Exercise goal: Could you count the lines in the entries beneath that hold the word "Envelope"? Respond with the number alone.

[Stored data]

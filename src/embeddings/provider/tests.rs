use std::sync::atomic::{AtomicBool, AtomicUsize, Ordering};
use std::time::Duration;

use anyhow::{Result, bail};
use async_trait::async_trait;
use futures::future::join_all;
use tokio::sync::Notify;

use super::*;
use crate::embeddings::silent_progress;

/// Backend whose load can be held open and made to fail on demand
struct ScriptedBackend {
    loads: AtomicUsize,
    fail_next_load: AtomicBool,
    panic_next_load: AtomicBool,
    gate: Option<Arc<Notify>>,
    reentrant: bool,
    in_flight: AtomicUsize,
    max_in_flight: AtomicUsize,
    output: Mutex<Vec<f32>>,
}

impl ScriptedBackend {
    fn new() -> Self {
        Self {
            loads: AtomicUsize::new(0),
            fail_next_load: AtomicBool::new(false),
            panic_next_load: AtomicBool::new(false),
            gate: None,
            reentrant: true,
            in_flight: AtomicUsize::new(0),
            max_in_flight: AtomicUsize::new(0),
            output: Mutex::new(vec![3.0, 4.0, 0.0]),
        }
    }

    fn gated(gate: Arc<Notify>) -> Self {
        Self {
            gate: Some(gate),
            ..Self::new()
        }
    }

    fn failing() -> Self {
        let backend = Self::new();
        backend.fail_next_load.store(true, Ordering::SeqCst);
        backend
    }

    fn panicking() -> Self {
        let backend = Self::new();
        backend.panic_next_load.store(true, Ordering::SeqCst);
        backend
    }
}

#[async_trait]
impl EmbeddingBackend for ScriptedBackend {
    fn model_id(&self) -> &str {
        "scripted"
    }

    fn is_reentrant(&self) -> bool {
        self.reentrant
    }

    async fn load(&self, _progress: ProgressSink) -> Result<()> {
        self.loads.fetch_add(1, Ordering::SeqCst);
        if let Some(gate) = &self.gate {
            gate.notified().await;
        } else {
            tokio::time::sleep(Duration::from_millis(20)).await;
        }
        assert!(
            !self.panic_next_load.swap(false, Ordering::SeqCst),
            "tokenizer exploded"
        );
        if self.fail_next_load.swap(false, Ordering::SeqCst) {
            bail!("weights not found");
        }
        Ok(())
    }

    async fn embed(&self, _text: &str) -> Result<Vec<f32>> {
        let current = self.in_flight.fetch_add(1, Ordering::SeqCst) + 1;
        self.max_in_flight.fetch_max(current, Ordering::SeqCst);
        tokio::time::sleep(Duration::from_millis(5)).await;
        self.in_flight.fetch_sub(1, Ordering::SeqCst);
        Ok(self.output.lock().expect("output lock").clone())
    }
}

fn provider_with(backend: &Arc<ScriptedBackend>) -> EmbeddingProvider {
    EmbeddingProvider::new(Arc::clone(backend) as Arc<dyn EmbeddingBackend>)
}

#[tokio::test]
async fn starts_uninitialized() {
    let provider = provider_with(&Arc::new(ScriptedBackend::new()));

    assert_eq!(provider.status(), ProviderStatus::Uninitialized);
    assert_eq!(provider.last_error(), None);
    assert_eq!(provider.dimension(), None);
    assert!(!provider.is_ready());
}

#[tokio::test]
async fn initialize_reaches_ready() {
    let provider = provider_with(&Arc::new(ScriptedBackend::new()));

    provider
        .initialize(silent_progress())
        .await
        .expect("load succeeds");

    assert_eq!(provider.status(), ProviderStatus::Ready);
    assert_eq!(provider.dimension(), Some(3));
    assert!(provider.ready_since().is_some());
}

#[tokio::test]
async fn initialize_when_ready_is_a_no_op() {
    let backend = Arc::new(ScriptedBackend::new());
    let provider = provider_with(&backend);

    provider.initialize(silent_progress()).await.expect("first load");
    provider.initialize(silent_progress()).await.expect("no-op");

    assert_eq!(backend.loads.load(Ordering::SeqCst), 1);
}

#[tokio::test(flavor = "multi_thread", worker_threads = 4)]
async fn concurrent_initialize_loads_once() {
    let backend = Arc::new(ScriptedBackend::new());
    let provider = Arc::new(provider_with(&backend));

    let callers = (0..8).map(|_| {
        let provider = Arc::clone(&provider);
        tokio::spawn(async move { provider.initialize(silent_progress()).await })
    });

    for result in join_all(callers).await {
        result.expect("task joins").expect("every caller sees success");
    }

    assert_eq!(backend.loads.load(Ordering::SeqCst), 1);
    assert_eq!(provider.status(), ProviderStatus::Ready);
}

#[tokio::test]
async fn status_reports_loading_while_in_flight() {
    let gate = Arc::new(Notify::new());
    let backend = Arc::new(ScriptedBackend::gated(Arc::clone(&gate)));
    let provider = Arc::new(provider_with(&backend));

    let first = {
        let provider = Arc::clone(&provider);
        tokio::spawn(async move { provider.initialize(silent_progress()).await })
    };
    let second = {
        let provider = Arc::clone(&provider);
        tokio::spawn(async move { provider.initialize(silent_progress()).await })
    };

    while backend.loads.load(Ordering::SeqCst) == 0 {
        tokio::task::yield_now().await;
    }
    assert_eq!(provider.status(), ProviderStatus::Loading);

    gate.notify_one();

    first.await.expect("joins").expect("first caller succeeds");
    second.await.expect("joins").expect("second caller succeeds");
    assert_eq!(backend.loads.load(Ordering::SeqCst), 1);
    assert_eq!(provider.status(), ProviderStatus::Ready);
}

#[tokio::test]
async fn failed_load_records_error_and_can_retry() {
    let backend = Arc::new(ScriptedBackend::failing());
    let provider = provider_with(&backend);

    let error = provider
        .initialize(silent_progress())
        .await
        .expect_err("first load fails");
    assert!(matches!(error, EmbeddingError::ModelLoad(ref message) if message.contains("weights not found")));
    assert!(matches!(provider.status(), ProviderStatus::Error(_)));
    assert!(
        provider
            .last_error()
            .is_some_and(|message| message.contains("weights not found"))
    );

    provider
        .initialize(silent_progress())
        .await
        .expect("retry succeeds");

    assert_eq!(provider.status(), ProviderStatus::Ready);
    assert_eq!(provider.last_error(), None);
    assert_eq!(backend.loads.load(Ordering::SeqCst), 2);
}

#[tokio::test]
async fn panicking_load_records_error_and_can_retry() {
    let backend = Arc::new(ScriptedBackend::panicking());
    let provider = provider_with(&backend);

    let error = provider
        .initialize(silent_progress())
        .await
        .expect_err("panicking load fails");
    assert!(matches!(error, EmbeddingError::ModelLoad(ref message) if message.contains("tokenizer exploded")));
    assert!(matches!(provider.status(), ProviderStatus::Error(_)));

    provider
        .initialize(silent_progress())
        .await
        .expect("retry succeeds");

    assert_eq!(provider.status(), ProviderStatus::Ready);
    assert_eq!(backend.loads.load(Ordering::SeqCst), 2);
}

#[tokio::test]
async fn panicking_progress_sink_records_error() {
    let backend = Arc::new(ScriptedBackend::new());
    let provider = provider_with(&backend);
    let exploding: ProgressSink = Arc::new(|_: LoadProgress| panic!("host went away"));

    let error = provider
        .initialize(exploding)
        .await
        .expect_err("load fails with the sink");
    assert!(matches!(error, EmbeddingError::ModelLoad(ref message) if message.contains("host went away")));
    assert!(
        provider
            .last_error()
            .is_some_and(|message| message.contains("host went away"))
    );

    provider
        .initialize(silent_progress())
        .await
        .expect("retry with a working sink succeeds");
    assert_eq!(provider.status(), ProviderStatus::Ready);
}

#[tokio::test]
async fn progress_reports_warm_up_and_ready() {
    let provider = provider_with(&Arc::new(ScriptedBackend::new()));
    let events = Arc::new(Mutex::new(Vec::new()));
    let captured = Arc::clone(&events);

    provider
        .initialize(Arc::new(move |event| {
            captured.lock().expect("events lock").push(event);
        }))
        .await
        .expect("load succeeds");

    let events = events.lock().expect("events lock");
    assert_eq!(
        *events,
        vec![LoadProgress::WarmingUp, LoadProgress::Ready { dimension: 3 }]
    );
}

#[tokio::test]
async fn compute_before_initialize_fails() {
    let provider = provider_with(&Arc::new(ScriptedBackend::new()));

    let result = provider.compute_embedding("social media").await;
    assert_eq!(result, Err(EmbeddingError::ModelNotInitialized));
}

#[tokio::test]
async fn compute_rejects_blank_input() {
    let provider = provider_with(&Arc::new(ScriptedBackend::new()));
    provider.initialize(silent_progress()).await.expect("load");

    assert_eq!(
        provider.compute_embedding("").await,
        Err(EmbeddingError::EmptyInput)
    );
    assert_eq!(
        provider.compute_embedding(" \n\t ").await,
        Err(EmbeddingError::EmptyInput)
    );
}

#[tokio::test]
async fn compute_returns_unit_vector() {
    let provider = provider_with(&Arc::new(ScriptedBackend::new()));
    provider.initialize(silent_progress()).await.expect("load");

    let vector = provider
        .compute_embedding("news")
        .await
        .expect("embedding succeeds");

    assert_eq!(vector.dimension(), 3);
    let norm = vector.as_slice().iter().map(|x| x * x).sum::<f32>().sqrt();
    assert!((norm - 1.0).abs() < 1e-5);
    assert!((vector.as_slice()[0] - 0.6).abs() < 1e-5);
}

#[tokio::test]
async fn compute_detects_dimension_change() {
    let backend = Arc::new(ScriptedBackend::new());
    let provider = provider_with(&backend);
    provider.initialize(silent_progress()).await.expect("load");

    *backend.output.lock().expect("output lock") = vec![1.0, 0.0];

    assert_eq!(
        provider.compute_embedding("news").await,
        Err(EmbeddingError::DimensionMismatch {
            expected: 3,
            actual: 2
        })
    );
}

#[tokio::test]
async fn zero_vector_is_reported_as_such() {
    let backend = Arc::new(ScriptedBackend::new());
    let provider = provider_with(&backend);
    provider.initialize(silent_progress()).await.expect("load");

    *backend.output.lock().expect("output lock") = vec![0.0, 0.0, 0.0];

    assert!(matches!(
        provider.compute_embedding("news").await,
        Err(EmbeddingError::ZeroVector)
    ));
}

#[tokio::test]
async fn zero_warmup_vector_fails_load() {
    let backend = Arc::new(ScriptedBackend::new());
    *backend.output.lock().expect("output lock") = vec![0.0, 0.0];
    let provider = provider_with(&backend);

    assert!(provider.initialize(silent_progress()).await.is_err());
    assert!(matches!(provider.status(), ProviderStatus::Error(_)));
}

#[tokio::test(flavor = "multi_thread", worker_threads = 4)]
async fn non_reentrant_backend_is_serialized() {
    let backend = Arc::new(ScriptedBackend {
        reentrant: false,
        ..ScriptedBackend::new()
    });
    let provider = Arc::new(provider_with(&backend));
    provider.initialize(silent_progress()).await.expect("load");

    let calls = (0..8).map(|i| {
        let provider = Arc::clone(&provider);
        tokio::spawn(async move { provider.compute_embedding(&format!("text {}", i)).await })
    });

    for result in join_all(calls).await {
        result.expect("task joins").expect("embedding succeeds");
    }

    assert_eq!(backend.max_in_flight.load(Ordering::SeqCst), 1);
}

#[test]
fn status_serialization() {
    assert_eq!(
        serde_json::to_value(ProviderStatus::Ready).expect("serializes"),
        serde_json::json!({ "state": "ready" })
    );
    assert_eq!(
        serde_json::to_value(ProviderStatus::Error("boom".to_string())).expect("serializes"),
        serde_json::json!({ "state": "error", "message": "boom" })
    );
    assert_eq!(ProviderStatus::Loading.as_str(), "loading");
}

[/Stored data]
[Stored data]

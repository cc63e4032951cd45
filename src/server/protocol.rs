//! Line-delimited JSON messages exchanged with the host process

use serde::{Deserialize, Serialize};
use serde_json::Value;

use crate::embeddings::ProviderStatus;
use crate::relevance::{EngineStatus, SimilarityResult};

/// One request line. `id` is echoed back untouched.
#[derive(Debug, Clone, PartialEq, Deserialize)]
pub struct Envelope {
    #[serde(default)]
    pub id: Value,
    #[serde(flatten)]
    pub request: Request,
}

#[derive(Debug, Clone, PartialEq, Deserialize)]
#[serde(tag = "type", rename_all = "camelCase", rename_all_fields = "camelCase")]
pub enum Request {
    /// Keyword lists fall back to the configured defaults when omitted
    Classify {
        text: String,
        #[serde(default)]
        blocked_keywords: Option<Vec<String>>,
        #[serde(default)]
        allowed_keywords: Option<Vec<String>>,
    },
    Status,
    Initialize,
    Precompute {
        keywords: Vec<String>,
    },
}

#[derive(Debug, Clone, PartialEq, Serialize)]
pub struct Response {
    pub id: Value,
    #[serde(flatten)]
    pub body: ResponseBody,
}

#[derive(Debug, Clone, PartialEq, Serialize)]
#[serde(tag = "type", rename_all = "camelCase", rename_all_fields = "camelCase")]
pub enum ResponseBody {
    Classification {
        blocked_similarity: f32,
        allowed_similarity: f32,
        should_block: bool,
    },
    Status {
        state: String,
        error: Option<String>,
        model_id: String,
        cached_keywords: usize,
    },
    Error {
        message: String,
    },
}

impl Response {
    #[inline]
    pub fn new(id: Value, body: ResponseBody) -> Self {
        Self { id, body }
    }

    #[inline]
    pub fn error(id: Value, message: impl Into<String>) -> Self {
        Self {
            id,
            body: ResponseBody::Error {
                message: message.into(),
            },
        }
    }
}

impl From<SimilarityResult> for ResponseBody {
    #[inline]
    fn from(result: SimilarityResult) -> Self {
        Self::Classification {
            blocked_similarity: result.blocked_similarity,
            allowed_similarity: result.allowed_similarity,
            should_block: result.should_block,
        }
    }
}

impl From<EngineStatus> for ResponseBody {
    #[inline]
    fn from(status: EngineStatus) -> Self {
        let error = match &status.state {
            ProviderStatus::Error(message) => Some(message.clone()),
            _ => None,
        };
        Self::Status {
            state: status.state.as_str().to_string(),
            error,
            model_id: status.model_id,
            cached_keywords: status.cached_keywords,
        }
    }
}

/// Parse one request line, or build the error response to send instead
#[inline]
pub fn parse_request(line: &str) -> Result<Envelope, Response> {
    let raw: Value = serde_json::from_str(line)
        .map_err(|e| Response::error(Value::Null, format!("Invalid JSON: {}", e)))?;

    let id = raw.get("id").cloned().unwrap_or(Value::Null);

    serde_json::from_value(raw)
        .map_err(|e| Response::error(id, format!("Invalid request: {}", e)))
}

[/Stored data]
[Stored data]

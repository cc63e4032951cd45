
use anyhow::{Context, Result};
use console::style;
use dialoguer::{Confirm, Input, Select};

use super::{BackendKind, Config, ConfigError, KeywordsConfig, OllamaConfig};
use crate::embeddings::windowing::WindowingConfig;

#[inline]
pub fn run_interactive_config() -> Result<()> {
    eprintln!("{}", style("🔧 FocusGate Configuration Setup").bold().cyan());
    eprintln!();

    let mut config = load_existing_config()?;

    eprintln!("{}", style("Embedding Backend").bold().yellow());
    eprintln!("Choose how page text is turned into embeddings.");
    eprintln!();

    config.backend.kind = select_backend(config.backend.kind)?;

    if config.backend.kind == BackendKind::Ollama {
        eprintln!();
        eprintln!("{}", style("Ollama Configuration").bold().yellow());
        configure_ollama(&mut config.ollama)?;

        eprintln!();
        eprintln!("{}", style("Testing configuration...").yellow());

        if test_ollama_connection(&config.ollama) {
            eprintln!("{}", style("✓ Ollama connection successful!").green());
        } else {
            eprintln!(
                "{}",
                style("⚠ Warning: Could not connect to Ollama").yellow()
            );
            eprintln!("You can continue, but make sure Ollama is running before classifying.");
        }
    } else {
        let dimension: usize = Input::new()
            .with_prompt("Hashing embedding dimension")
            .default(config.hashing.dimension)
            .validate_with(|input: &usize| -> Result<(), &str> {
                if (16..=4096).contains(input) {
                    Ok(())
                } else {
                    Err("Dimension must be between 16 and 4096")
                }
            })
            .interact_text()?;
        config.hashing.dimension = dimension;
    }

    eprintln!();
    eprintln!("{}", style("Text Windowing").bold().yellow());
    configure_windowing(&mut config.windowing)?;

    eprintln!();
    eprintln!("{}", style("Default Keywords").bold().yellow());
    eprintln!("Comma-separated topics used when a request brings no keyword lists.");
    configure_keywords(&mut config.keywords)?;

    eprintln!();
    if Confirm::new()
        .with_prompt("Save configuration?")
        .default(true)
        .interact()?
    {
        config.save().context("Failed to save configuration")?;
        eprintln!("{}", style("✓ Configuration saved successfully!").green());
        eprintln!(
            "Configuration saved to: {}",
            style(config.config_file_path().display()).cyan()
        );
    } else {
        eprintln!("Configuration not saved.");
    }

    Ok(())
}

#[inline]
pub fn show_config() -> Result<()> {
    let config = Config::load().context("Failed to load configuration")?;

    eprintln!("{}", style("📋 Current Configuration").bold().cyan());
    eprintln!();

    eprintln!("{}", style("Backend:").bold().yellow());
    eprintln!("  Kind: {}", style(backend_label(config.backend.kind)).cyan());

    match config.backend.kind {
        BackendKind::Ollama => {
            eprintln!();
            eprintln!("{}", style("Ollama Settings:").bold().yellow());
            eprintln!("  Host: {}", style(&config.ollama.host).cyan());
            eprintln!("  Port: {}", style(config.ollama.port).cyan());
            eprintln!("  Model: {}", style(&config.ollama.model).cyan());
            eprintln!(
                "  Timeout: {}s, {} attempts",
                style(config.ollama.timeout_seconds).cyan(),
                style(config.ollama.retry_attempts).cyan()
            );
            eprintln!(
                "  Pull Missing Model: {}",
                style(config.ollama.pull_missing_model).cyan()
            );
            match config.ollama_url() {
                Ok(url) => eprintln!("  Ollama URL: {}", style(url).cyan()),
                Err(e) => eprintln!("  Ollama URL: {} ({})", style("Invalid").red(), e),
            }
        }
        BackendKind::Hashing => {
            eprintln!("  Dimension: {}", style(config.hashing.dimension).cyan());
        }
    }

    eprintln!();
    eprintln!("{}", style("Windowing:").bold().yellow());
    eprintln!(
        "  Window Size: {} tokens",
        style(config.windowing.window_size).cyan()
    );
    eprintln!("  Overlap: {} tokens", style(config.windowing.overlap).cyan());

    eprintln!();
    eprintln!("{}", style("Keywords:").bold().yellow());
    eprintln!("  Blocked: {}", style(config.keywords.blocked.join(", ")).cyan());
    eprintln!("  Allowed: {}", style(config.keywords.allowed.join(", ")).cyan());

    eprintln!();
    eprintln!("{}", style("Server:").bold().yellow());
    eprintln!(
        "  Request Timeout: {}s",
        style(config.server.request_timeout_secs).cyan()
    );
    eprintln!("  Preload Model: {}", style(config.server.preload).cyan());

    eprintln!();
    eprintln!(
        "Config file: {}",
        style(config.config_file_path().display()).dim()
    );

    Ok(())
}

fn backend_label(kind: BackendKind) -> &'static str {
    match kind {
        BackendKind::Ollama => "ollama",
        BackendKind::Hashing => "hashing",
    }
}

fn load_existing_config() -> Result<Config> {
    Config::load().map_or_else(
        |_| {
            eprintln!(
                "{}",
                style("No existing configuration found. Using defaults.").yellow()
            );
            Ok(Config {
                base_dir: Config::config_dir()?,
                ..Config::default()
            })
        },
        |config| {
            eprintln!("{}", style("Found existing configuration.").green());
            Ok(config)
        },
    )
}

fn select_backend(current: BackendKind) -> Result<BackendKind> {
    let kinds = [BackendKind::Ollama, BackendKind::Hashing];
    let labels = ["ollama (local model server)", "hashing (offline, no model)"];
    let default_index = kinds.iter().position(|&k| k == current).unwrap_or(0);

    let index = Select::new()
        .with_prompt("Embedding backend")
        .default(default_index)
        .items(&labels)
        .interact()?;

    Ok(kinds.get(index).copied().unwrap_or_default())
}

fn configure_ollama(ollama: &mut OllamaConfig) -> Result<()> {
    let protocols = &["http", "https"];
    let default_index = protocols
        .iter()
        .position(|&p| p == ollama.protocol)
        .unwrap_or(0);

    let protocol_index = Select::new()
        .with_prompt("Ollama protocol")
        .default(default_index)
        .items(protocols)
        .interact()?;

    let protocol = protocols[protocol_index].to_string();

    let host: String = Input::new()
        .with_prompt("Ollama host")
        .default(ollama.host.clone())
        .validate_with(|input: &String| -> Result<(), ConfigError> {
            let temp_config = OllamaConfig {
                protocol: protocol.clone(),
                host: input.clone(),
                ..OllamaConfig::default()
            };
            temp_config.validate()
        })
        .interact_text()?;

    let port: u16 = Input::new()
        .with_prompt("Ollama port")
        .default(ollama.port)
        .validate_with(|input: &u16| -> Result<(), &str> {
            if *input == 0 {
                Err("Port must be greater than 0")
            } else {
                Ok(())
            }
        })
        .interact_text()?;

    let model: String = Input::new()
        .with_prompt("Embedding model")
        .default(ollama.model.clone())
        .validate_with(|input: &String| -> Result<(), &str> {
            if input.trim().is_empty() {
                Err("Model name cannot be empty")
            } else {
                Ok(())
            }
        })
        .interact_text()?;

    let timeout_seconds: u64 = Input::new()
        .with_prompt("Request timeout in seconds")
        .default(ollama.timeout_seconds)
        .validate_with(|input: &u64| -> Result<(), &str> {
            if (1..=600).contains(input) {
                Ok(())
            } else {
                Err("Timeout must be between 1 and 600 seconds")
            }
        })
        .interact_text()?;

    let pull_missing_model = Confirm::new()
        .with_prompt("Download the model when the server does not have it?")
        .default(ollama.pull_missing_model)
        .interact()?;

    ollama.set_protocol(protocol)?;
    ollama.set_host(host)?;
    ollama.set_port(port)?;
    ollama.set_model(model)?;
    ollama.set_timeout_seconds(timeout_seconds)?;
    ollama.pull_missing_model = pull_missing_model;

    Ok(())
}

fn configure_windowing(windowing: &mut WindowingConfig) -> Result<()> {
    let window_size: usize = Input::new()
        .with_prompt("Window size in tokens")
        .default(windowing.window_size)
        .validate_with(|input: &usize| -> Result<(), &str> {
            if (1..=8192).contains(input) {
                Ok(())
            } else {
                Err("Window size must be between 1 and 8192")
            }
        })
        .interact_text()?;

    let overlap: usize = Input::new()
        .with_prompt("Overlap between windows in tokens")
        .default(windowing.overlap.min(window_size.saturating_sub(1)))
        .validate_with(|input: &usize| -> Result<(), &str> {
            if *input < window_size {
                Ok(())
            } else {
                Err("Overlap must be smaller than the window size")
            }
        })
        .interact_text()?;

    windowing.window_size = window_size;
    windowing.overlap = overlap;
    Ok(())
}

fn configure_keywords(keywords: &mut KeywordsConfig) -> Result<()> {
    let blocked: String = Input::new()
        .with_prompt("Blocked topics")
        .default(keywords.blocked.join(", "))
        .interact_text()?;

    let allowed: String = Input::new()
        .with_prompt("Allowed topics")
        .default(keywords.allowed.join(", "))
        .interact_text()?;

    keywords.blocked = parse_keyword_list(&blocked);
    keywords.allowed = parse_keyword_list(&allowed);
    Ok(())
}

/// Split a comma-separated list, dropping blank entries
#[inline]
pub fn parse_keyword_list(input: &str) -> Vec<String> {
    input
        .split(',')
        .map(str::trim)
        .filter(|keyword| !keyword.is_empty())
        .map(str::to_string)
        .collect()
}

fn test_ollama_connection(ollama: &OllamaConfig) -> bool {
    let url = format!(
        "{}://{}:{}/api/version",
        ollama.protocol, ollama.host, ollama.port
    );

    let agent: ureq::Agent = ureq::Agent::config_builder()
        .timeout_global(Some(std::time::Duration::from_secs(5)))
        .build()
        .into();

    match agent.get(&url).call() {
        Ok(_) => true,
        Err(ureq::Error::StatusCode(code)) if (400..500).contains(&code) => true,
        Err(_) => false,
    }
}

[/Stored data]

Answer section: 2